Lightweight Super-Resolution Techniques in Medical Imaging: Bridging Quality and Computational Efficiency.

Medical imaging plays an essential role in modern healthcare, providing non-invasive tools for diagnosing and monitoring various medical conditions. However, the resolution limitations of imaging hardware often result in suboptimal images, which can hinder the precision of clinical decision-making. Single image super-resolution (SISR) techniques offer a solution by reconstructing high-resolution (HR) images from low-resolution (LR) counterparts, enhancing the visual quality of medical images. In this paper, we propose an enhanced Residual Feature Learning Network (RFLN) tailored specifically for medical imaging.
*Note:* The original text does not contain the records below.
//! Offline extraction: raw OSM data to the routing-ready table set.
//!
//! The pipeline builds the compact internal graph, compresses degree-two
//! chains, expands edges into the turn graph with guidance annotation,
//! assigns components and builds the spatial index, then persists every
//! table.

pub mod compressor;
pub mod edge_expander;
pub mod graph_builder;
pub mod guidance;
pub mod node_based_graph;
pub mod raw;
pub mod restriction_map;
pub mod scc;

use std::path::PathBuf;
use std::time::Instant;

use anyhow::{Context, Result};

use crate::facade::internal::{build_rtree_entries, table_path, InternalDataFacade};
use crate::formats::ebg_file::{ComponentInfo, EdgeBasedNodesData};
use crate::formats::fingerprint::CRC64;
use crate::formats::names_file::NameTable;
use crate::formats::properties_file::DatasetProperties;
use crate::formats::{
    ebg_file, geometry_file, intersection_file, names_file, node_file, properties_file,
};
use crate::profile::Profile;
use crate::router::query_graph::QueryGraph;
use crate::spatial::StaticRTree;

use compressor::{compress_graph, CompressedEdgeContainer};
use edge_expander::{expand_edges, EdgeExpanderConfig, EdgeExpanderOutput};
use graph_builder::{build_graph, GraphBuilderOutput};
use guidance::lanes::LaneDescriptionRegistry;
use node_based_graph::NodeBasedGraph;
use raw::RawDataset;
use restriction_map::RestrictionMap;

#[derive(Debug, Clone)]
pub struct ExtractorConfig {
    pub input: PathBuf,
    /// Path of the `.osrm` base file; sibling tables get appended suffixes.
    pub output: PathBuf,
    pub small_component_size: usize,
}

/// Everything the extraction produces, before persistence.
pub struct ExtractedTables {
    pub builder: GraphBuilderOutput,
    pub expander: EdgeExpanderOutput,
    pub components: Vec<ComponentInfo>,
    pub names: NameTable,
    pub lane_descriptions: Vec<guidance::lanes::LaneDescription>,
    pub properties: DatasetProperties,
    pub compressed_chain_nodes: usize,
}

#[derive(Debug)]
pub struct ExtractSummary {
    pub node_count: usize,
    pub edge_based_node_count: u32,
    pub turn_edge_count: usize,
    pub compressed_chain_nodes: usize,
}

/// Run the in-memory part of the pipeline over an already-read dataset.
pub fn extract_tables(
    dataset: &RawDataset,
    profile: &dyn Profile,
    small_component_size: usize,
) -> Result<ExtractedTables> {
    let mut names = crate::formats::names_file::NameTableBuilder::new();
    let mut lanes = LaneDescriptionRegistry::new();

    println!("Building node-based graph...");
    let builder = build_graph(dataset, profile, &mut names, &mut lanes)?;
    println!(
        "  {} nodes, {} edges, {} restrictions ({} invalid, {} segments dropped)",
        builder.nodes.len(),
        builder.edges.len(),
        builder.restrictions.len(),
        builder.invalid_restriction_count,
        builder.dropped_edge_count,
    );

    println!("Compressing geometry chains...");
    let mut graph = NodeBasedGraph::new(builder.nodes.len(), &builder.edges);
    let mut restrictions = RestrictionMap::new(&builder.restrictions);
    let mut container = CompressedEdgeContainer::new();
    let compressed = compress_graph(&mut graph, &builder.nodes, &mut restrictions, &mut container);
    println!("  collapsed {compressed} chain nodes");

    println!("Expanding edges and annotating turns...");
    let expander = expand_edges(
        &mut graph,
        &builder.nodes,
        &container,
        &restrictions,
        &lanes,
        profile,
        &EdgeExpanderConfig {
            small_component_size,
        },
    );
    println!(
        "  {} edge-based nodes, {} turn edges, {} components",
        expander.node_count,
        expander.edges.len(),
        expander.components.component_sizes.len(),
    );

    let components: Vec<ComponentInfo> = (0..expander.node_count)
        .map(|node| ComponentInfo {
            id: expander.components.component_ids[node as usize],
            is_tiny: expander.components.is_tiny(node),
        })
        .collect();

    // dataset checksum ties hints to this exact graph
    let mut digest = CRC64.digest();
    digest.update(&expander.node_count.to_le_bytes());
    for edge in &expander.edges {
        digest.update(&edge.source.to_le_bytes());
        digest.update(&edge.target.to_le_bytes());
        digest.update(&edge.weight.to_le_bytes());
    }
    let checksum = (digest.finalize() & 0xFFFF_FFFF) as u32;

    Ok(ExtractedTables {
        properties: DatasetProperties {
            profile_name: profile.name().to_string(),
            properties: profile.properties(),
            checksum,
        },
        names: names.build(),
        lane_descriptions: lanes.descriptions().to_vec(),
        builder,
        expander,
        components,
        compressed_chain_nodes: compressed,
    })
}

/// Persist every table of an extraction under the `.osrm` base path.
pub fn write_tables(output: &PathBuf, tables: &ExtractedTables, timestamp: &str) -> Result<()> {
    if let Some(parent) = output.parent() {
        if !parent.as_os_str().is_empty() {
            std::fs::create_dir_all(parent)?;
        }
    }

    node_file::write(output, &tables.builder.nodes, &tables.builder.edges)?;
    crate::formats::restrictions_file::write(
        table_path(output, ".restrictions"),
        &tables.builder.restrictions,
    )?;
    names_file::write(table_path(output, ".names"), &tables.names)?;
    geometry_file::write(table_path(output, ".geometry"), &tables.expander.geometry)?;
    ebg_file::write_nodes(
        table_path(output, ".nodes"),
        &EdgeBasedNodesData {
            node_data: tables.expander.node_data.clone(),
            components: tables.components.clone(),
            segments: tables.expander.segments.clone(),
        },
    )?;
    ebg_file::write_edges(table_path(output, ".ebg"), &tables.expander.edges)?;
    ebg_file::write_turn_data(table_path(output, ".edges"), &tables.expander.turn_data)?;
    intersection_file::write_classes(
        table_path(output, ".icd"),
        &intersection_file::IntersectionClasses {
            bearing_classes: tables.expander.bearing_classes.clone(),
            entry_classes: tables.expander.entry_classes.clone(),
        },
    )?;
    intersection_file::write_lane_descriptions(
        table_path(output, ".tld"),
        &tables.lane_descriptions,
    )?;

    let rtree = StaticRTree::build(build_rtree_entries(
        &tables.expander.segments,
        &tables.builder.nodes,
    ));
    rtree.write(
        table_path(output, ".fileIndex"),
        table_path(output, ".ramIndex"),
    )?;

    properties_file::write(table_path(output, ".properties"), &tables.properties)?;
    properties_file::write_timestamp(table_path(output, ".timestamp"), timestamp)?;
    Ok(())
}

/// The `extract` command: read, transform, persist.
pub fn run_extract(config: &ExtractorConfig, profile: &dyn Profile) -> Result<ExtractSummary> {
    let start = Instant::now();

    println!("Reading {}...", config.input.display());
    let dataset = raw::read_pbf(&config.input, profile)
        .with_context(|| format!("reading {}", config.input.display()))?;

    let tables = extract_tables(&dataset, profile, config.small_component_size)?;

    println!("Writing tables to {}...", config.output.display());
    let timestamp = std::time::SystemTime::now()
        .duration_since(std::time::UNIX_EPOCH)?
        .as_secs()
        .to_string();
    write_tables(&config.output, &tables, &timestamp)?;

    let summary = ExtractSummary {
        node_count: tables.builder.nodes.len(),
        edge_based_node_count: tables.expander.node_count,
        turn_edge_count: tables.expander.edges.len(),
        compressed_chain_nodes: tables.compressed_chain_nodes,
    };
    println!(
        "Extraction finished in {:.2}s: {} nodes, {} edge-based nodes, {} turns",
        start.elapsed().as_secs_f64(),
        summary.node_count,
        summary.edge_based_node_count,
        summary.turn_edge_count,
    );
    Ok(summary)
}

/// Assemble an in-process facade straight from extracted tables; used by
/// tests and by `routed` when pointed at a dataset that was just extracted
/// in the same process.
pub fn build_facade(tables: ExtractedTables, timestamp: String) -> InternalDataFacade {
    let graph = QueryGraph::from_edge_based_graph(
        tables.expander.node_count,
        &tables.expander.edges,
    );
    InternalDataFacade::from_parts(
        graph,
        tables.expander.node_data,
        tables.components,
        tables.expander.segments,
        tables.expander.turn_data,
        tables.expander.geometry,
        tables.names,
        tables.builder.nodes,
        tables.lane_descriptions,
        tables.expander.bearing_classes,
        tables.expander.entry_classes,
        tables.properties,
        timestamp,
    )
}
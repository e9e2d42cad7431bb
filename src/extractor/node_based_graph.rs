//! Dynamic node-based graph used between graph construction and edge
//! expansion.
//!
//! Every undirected edge is stored as two mirrored slots, one per incident
//! node. A slot carries the weights of both directions relative to the slot
//! orientation; `INVALID_EDGE_WEIGHT` closes a direction. Slots are removed
//! and rewritten in place by the compressor.

use crate::extractor::graph_builder::NodeBasedEdge;
use crate::types::{
    EdgeWeight, LaneDescriptionId, NameId, NodeId, RoadClassification, TravelMode,
    INVALID_EDGE_WEIGHT, INVALID_NODE_ID,
};

/// Data of one adjacency slot. Weights are oriented along the slot, i.e.
/// `forward_weight` is the cost of travelling from the owning node to
/// `Slot::target`.
#[derive(Debug, Clone, Copy)]
pub struct EdgeData {
    pub forward_weight: EdgeWeight,
    pub backward_weight: EdgeWeight,
    pub name_id: NameId,
    pub travel_mode: TravelMode,
    pub lane_description_id: LaneDescriptionId,
    pub roundabout: bool,
    pub startpoint: bool,
    pub is_split: bool,
    pub classification: RoadClassification,
    /// Packed geometry bucket for the slot direction.
    pub geometry_key: u32,
    /// Edge-based node id of the slot direction, assigned by the expander.
    pub edge_based_node_id: NodeId,
}

impl EdgeData {
    pub fn can_forward(&self) -> bool {
        self.forward_weight != INVALID_EDGE_WEIGHT
    }

    pub fn can_backward(&self) -> bool {
        self.backward_weight != INVALID_EDGE_WEIGHT
    }

    /// True when the payload two slots must agree on for chain compression is
    /// identical.
    pub fn is_compatible_with(&self, other: &EdgeData) -> bool {
        self.name_id == other.name_id
            && self.travel_mode == other.travel_mode
            && self.lane_description_id == other.lane_description_id
            && self.roundabout == other.roundabout
            && self.startpoint == other.startpoint
            && self.classification == other.classification
    }
}

#[derive(Debug, Clone, Copy)]
pub struct Slot {
    pub target: NodeId,
    pub data: EdgeData,
}

/// Adjacency-list graph over internal node ids with slot deletion.
#[derive(Debug)]
pub struct NodeBasedGraph {
    adjacency: Vec<Vec<Slot>>,
}

impl NodeBasedGraph {
    /// Build from deduplicated edge rows. Split pairs (two rows per node
    /// pair) are merged into one undirected edge with per-direction weights.
    pub fn new(node_count: usize, edges: &[NodeBasedEdge]) -> Self {
        let mut adjacency: Vec<Vec<Slot>> = vec![Vec::new(); node_count];
        let mut geometry_key = 0u32;

        let mut i = 0;
        while i < edges.len() {
            let first = &edges[i];
            // a split pair shares (source, target) and is adjacent after the
            // builder's sort
            let mut forward_weight = if first.forward {
                first.weight
            } else {
                INVALID_EDGE_WEIGHT
            };
            let mut backward_weight = if first.backward {
                first.weight
            } else {
                INVALID_EDGE_WEIGHT
            };
            let mut span = 1;
            if first.is_split
                && i + 1 < edges.len()
                && edges[i + 1].source == first.source
                && edges[i + 1].target == first.target
            {
                let second = &edges[i + 1];
                if second.forward {
                    forward_weight = second.weight;
                }
                if second.backward {
                    backward_weight = second.weight;
                }
                span = 2;
            }

            let template = EdgeData {
                forward_weight,
                backward_weight,
                name_id: first.name_id,
                travel_mode: first.travel_mode,
                lane_description_id: first.lane_description_id,
                roundabout: first.roundabout,
                startpoint: first.startpoint,
                is_split: first.is_split,
                classification: first.classification,
                geometry_key: 0,
                edge_based_node_id: INVALID_NODE_ID,
            };

            adjacency[first.source as usize].push(Slot {
                target: first.target,
                data: EdgeData {
                    geometry_key,
                    ..template
                },
            });
            adjacency[first.target as usize].push(Slot {
                target: first.source,
                data: EdgeData {
                    forward_weight: backward_weight,
                    backward_weight: forward_weight,
                    geometry_key: geometry_key + 1,
                    ..template
                },
            });
            geometry_key += 2;
            i += span;
        }

        Self { adjacency }
    }

    pub fn node_count(&self) -> usize {
        self.adjacency.len()
    }

    /// Undirected degree: number of incident edges.
    pub fn degree(&self, node: NodeId) -> usize {
        self.adjacency[node as usize].len()
    }

    pub fn slots(&self, node: NodeId) -> &[Slot] {
        &self.adjacency[node as usize]
    }

    pub fn slot(&self, node: NodeId, index: usize) -> &Slot {
        &self.adjacency[node as usize][index]
    }

    pub fn slot_mut(&mut self, node: NodeId, index: usize) -> &mut Slot {
        &mut self.adjacency[node as usize][index]
    }

    pub fn find_slot(&self, from: NodeId, to: NodeId) -> Option<usize> {
        self.adjacency[from as usize]
            .iter()
            .position(|slot| slot.target == to)
    }

    pub fn remove_all_slots(&mut self, node: NodeId) {
        self.adjacency[node as usize].clear();
    }

    /// Total number of directed, traversable edges.
    pub fn directed_edge_count(&self) -> usize {
        self.adjacency
            .iter()
            .flat_map(|slots| slots.iter())
            .filter(|slot| slot.data.can_forward())
            .count()
    }
}

#[cfg(test)]
mod tests {
    use super::*;
    use crate::types::RoadPriority;

    fn edge(source: NodeId, target: NodeId, weight: EdgeWeight, forward: bool, backward: bool, is_split: bool) -> NodeBasedEdge {
        NodeBasedEdge {
            source,
            target,
            weight,
            forward,
            backward,
            name_id: 0,
            travel_mode: TravelMode::Driving,
            lane_description_id: u32::MAX,
            roundabout: false,
            startpoint: true,
            is_split,
            classification: RoadClassification {
                priority: RoadPriority::Secondary,
                ..Default::default()
            },
        }
    }

    #[test]
    fn test_bidirectional_edge_mirrors() {
        let graph = NodeBasedGraph::new(2, &[edge(0, 1, 10, true, true, false)]);
        assert_eq!(graph.degree(0), 1);
        assert_eq!(graph.degree(1), 1);

        let forward = graph.slot(0, 0);
        assert_eq!(forward.target, 1);
        assert_eq!(forward.data.forward_weight, 10);
        assert_eq!(forward.data.backward_weight, 10);

        let mirror = graph.slot(1, 0);
        assert_eq!(mirror.target, 0);
        assert_ne!(forward.data.geometry_key, mirror.data.geometry_key);
        assert_eq!(graph.directed_edge_count(), 2);
    }

    #[test]
    fn test_oneway_closes_reverse() {
        let graph = NodeBasedGraph::new(2, &[edge(0, 1, 10, true, false, false)]);
        assert!(graph.slot(0, 0).data.can_forward());
        assert!(!graph.slot(0, 0).data.can_backward());
        assert!(!graph.slot(1, 0).data.can_forward());
        assert!(graph.slot(1, 0).data.can_backward());
        assert_eq!(graph.directed_edge_count(), 1);
    }

    #[test]
    fn test_split_pair_merges_into_one_slot_pair() {
        let rows = [
            edge(0, 1, 10, true, false, true),
            edge(0, 1, 14, false, true, true),
        ];
        let graph = NodeBasedGraph::new(2, &rows);
        assert_eq!(graph.degree(0), 1);
        assert_eq!(graph.degree(1), 1);
        let forward = graph.slot(0, 0);
        assert_eq!(forward.data.forward_weight, 10);
        assert_eq!(forward.data.backward_weight, 14);
        let mirror = graph.slot(1, 0);
        assert_eq!(mirror.data.forward_weight, 14);
        assert_eq!(mirror.data.backward_weight, 10);
    }
}
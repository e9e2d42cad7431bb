//! waymark: an edge-expanded OSM routing engine.
//!
//! Pipeline:
//! - Extraction - raw nodes/ways/restrictions to a compact internal graph
//! - Compression - degree-two chains fold into packed geometries
//! - Edge expansion - directed edges become nodes, legal turns become edges
//! - Guidance annotation - every turn edge gets an instruction and lanes
//! - Spatial index - paged R-tree over snappable segments
//! - Query - bidirectional search with stall-on-demand over the turn graph,
//!   tables, map matching and trips, served over HTTP with turn-by-turn
//!   steps
//!
//! The edge-based graph is the single source of truth for routing; guidance
//! reads its own side tables keyed by the same ids.

pub mod cli;
pub mod extractor;
pub mod facade;
pub mod formats;
pub mod geo;
pub mod guidance;
pub mod profile;
pub mod router;
pub mod server;
pub mod spatial;
pub mod types;

pub use extractor::{run_extract, ExtractorConfig};
pub use facade::{DataFacade, InternalDataFacade, SharedDataFacade};
pub use profile::{CarProfile, Profile};
pub use router::{PhantomNode, QueryGraph, RoutingResult};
Our contributions include replacing the residual local feature blocks with standard residual blocks, increasing the model depth for improved feature extraction, and incorporating enhanced spatial attention (ESA) mechanisms to refine the feature selection. Extensive experiments on medical imaging datasets demonstrate that the proposed model achieves superior performance in terms of both quantitative metrics, such as PSNR and SSIM, and qualitative visual quality compared to existing state-of-the-art models. The enhanced RFLN not only effectively mitigates noise but also preserves critical anatomical details, making it a promising solution for high-precision medical imaging applications.